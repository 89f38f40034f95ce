//! Error types for Lumen Core

use thiserror::Error;

/// Result type alias for player operations
pub type Result<T> = std::result::Result<T, Error>;

/// Player error types
#[derive(Error, Debug)]
pub enum Error {
    // Playback errors
    #[error("Media element rejected playback: {0}")]
    PlaybackRejected(String),

    #[error("Adaptive engine failed to load {url}: {reason}")]
    EngineLoad { url: String, reason: String },

    // Manifest errors
    #[error("Failed to fetch manifest: {0}")]
    ManifestFetch(String),

    #[error("Failed to parse manifest: {0}")]
    ManifestParse(String),

    // Control errors
    #[error("No subtitle track at index {index} ({count} available)")]
    NoSuchTrack { index: usize, count: usize },

    #[error("Invalid playback rate: {0}")]
    InvalidRate(f64),

    #[error("{capability} unavailable: {reason}")]
    Capability {
        capability: &'static str,
        reason: String,
    },

    // Storage errors
    #[error("Storage error: {0}")]
    Storage(String),

    #[error("Serialization error: {0}")]
    Serialization(#[from] serde_json::Error),

    // Network errors
    #[cfg(feature = "hls")]
    #[error("Network error: {0}")]
    Network(#[from] reqwest::Error),

    // Configuration errors
    #[error("Invalid configuration: {0}")]
    InvalidConfig(String),

    #[error("IO error: {0}")]
    Io(#[from] std::io::Error),
}

impl Error {
    /// Create a capability error
    pub fn capability(capability: &'static str, reason: impl Into<String>) -> Self {
        Error::Capability {
            capability,
            reason: reason.into(),
        }
    }

    /// Returns true if this error is recoverable
    pub fn is_recoverable(&self) -> bool {
        match self {
            Error::PlaybackRejected(_)
            | Error::ManifestFetch(_)
            | Error::Capability { .. }
            | Error::Storage(_) => true,
            #[cfg(feature = "hls")]
            Error::Network(_) => true,
            _ => false,
        }
    }

    /// Returns the error code for logs and host callbacks
    pub fn error_code(&self) -> &'static str {
        match self {
            Error::PlaybackRejected(_) => "PLAYBACK_REJECTED",
            Error::EngineLoad { .. } => "ENGINE_LOAD",
            Error::ManifestFetch(_) => "MANIFEST_FETCH",
            Error::ManifestParse(_) => "MANIFEST_PARSE",
            Error::NoSuchTrack { .. } => "NO_SUCH_TRACK",
            Error::InvalidRate(_) => "INVALID_RATE",
            Error::Capability { .. } => "CAPABILITY",
            Error::Storage(_) => "STORAGE",
            Error::Serialization(_) => "SERIALIZATION",
            #[cfg(feature = "hls")]
            Error::Network(_) => "NETWORK",
            Error::InvalidConfig(_) => "INVALID_CONFIG",
            Error::Io(_) => "IO",
        }
    }
}

#[cfg(test)]
mod tests {
    use super::*;

    #[test]
    fn test_error_codes() {
        assert_eq!(Error::InvalidRate(0.0).error_code(), "INVALID_RATE");
        assert_eq!(
            Error::NoSuchTrack { index: 3, count: 2 }.error_code(),
            "NO_SUCH_TRACK"
        );
    }

    #[test]
    fn test_recoverable() {
        assert!(Error::capability("Picture-in-Picture", "denied").is_recoverable());
        assert!(!Error::InvalidConfig("bad".into()).is_recoverable());
    }

    #[test]
    fn test_display() {
        let err = Error::NoSuchTrack { index: 3, count: 2 };
        assert_eq!(err.to_string(), "No subtitle track at index 3 (2 available)");
    }
}
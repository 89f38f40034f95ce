//! `localStorage` backed key-value store

use lumen_core::{Error, KeyValueStore, Result};
use wasm_bindgen::{JsCast, JsValue};

/// Readable message from a thrown JS value
pub(crate) fn js_message(err: &JsValue) -> String {
    if let Some(message) = err.as_string() {
        message
    } else if let Some(js_err) = err.dyn_ref::<js_sys::Error>() {
        js_err.message().into()
    } else {
        format!("{err:?}")
    }
}

fn js_error(context: &str, err: JsValue) -> Error {
    Error::Storage(format!("localStorage {context}: {}", js_message(&err)))
}

/// Browser `localStorage`
#[derive(Clone)]
pub struct LocalStorageStore {
    storage: web_sys::Storage,
}

impl LocalStorageStore {
    pub fn open() -> Result<Self> {
        let window = web_sys::window().ok_or_else(|| Error::Storage("no window".into()))?;
        let storage = window
            .local_storage()
            .map_err(|err| js_error("open", err))?
            .ok_or_else(|| Error::Storage("localStorage disabled".into()))?;
        Ok(Self { storage })
    }
}

impl KeyValueStore for LocalStorageStore {
    fn get(&self, key: &str) -> Option<String> {
        // Reads can throw in some private modes; treat as absent
        self.storage.get_item(key).ok().flatten()
    }

    fn set(&self, key: &str, value: &str) -> Result<()> {
        self.storage
            .set_item(key, value)
            .map_err(|err| js_error("set", err))
    }

    fn remove(&self, key: &str) -> Result<()> {
        self.storage
            .remove_item(key)
            .map_err(|err| js_error("remove", err))
    }
}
════
▶ [Exercise brief]: Print every line of the material above exactly.

▶ [Task response]:
repository 89f38f40034f95ce
//! Error types for Lumen Core

use thiserror::Error;

/// Result type alias for player operations
pub type Result<T> = std::result::Result<T, Error>;

/// Player error types
#[derive(Error, Debug)]
pub enum Error {
    // Playback errors
    #[error("Media element rejected playback: {0}")]
    PlaybackRejected(String),

    #[error("Adaptive engine failed to load {url}: {reason}")]
    EngineLoad { url: String, reason: String },

    // Manifest errors
    #[error("Failed to fetch manifest: {0}")]
    ManifestFetch(String),

    #[error("Failed to parse manifest: {0}")]
    ManifestParse(String),

    // Control errors
    #[error("No subtitle track at index {index} ({count} available)")]
    NoSuchTrack { index: usize, count: usize },

    #[error("Invalid playback rate: {0}")]
    InvalidRate(f64),

    #[error("{capability} unavailable: {reason}")]
    Capability {
        capability: &'static str,
        reason: String,
    },

    // Storage errors
    #[error("Storage error: {0}")]
    Storage(String),

    #[error("Serialization error: {0}")]
    Serialization(#[from] serde_json::Error),

    // Network errors
    #[cfg(feature = "hls")]
    #[error("Network error: {0}")]
    Network(#[from] reqwest::Error),

    // Configuration errors
    #[error("Invalid configuration: {0}")]
    InvalidConfig(String),

    #[error("IO error: {0}")]
    Io(#[from] std::io::Error),
}

impl Error {
    /// Create a capability error
    pub fn capability(capability: &'static str, reason: impl Into<String>) -> Self {
        Error::Capability {
            capability,
            reason: reason.into(),
        }
    }

    /// Returns true if this error is recoverable
    pub fn is_recoverable(&self) -> bool {
        match self {
            Error::PlaybackRejected(_)
            | Error::ManifestFetch(_)
            | Error::Capability { .. }
            | Error::Storage(_) => true,
            #[cfg(feature = "hls")]
            Error::Network(_) => true,
            _ => false,
        }
    }

    /// Returns the error code for logs and host callbacks
    pub fn error_code(&self) -> &'static str {
        match self {
            Error::PlaybackRejected(_) => "PLAYBACK_REJECTED",
            Error::EngineLoad { .. } => "ENGINE_LOAD",
            Error::ManifestFetch(_) => "MANIFEST_FETCH",
            Error::ManifestParse(_) => "MANIFEST_PARSE",
            Error::NoSuchTrack { .. } => "NO_SUCH_TRACK",
            Error::InvalidRate(_) => "INVALID_RATE",
            Error::Capability { .. } => "CAPABILITY",
            Error::Storage(_) => "STORAGE",
            Error::Serialization(_) => "SERIALIZATION",
            #[cfg(feature = "hls")]
            Error::Network(_) => "NETWORK",
            Error::InvalidConfig(_) => "INVALID_CONFIG",
            Error::Io(_) => "IO",
        }
    }
}

#[cfg(test)]
mod tests {
    use super::*;

    #[test]
    fn test_error_codes() {
        assert_eq!(Error::InvalidRate(0.0).error_code(), "INVALID_RATE");
        assert_eq!(
            Error::NoSuchTrack { index: 3, count: 2 }.error_code(),
            "NO_SUCH_TRACK"
        );
    }

    #[test]
    fn test_recoverable() {
        assert!(Error::capability("Picture-in-Picture", "denied").is_recoverable());
        assert!(!Error::InvalidConfig("bad".into()).is_recoverable());
    }

    #[test]
    fn test_display() {
        let err = Error::NoSuchTrack { index: 3, count: 2 };
        assert_eq!(err.to_string(), "No subtitle track at index 3 (2 available)");
    }
}
repository 89f38f40034f95ce
//! `localStorage` backed key-value store

use lumen_core::{Error, KeyValueStore, Result};
use wasm_bindgen::{JsCast, JsValue};

/// Readable message from a thrown JS value
pub(crate) fn js_message(err: &JsValue) -> String {
    if let Some(message) = err.as_string() {
        message
    } else if let Some(js_err) = err.dyn_ref::<js_sys::Error>() {
        js_err.message().into()
    } else {
        format!("{err:?}")
    }
}

fn js_error(context: &str, err: JsValue) -> Error {
    Error::Storage(format!("localStorage {context}: {}", js_message(&err)))
}

/// Browser `localStorage`
#[derive(Clone)]
pub struct LocalStorageStore {
    storage: web_sys::Storage,
}

impl LocalStorageStore {
    pub fn open() -> Result<Self> {
        let window = web_sys::window().ok_or_else(|| Error::Storage("no window".into()))?;
        let storage = window
            .local_storage()
            .map_err(|err| js_error("open", err))?
            .ok_or_else(|| Error::Storage("localStorage disabled".into()))?;
        Ok(Self { storage })
    }
}

impl KeyValueStore for LocalStorageStore {
    fn get(&self, key: &str) -> Option<String> {
        // Reads can throw in some private modes; treat as absent
        self.storage.get_item(key).ok().flatten()
    }

    fn set(&self, key: &str, value: &str) -> Result<()> {
        self.storage
            .set_item(key, value)
            .map_err(|err| js_error("set", err))
    }

    fn remove(&self, key: &str) -> Result<()> {
        self.storage
            .remove_item(key)
            .map_err(|err| js_error("remove", err))
    }
}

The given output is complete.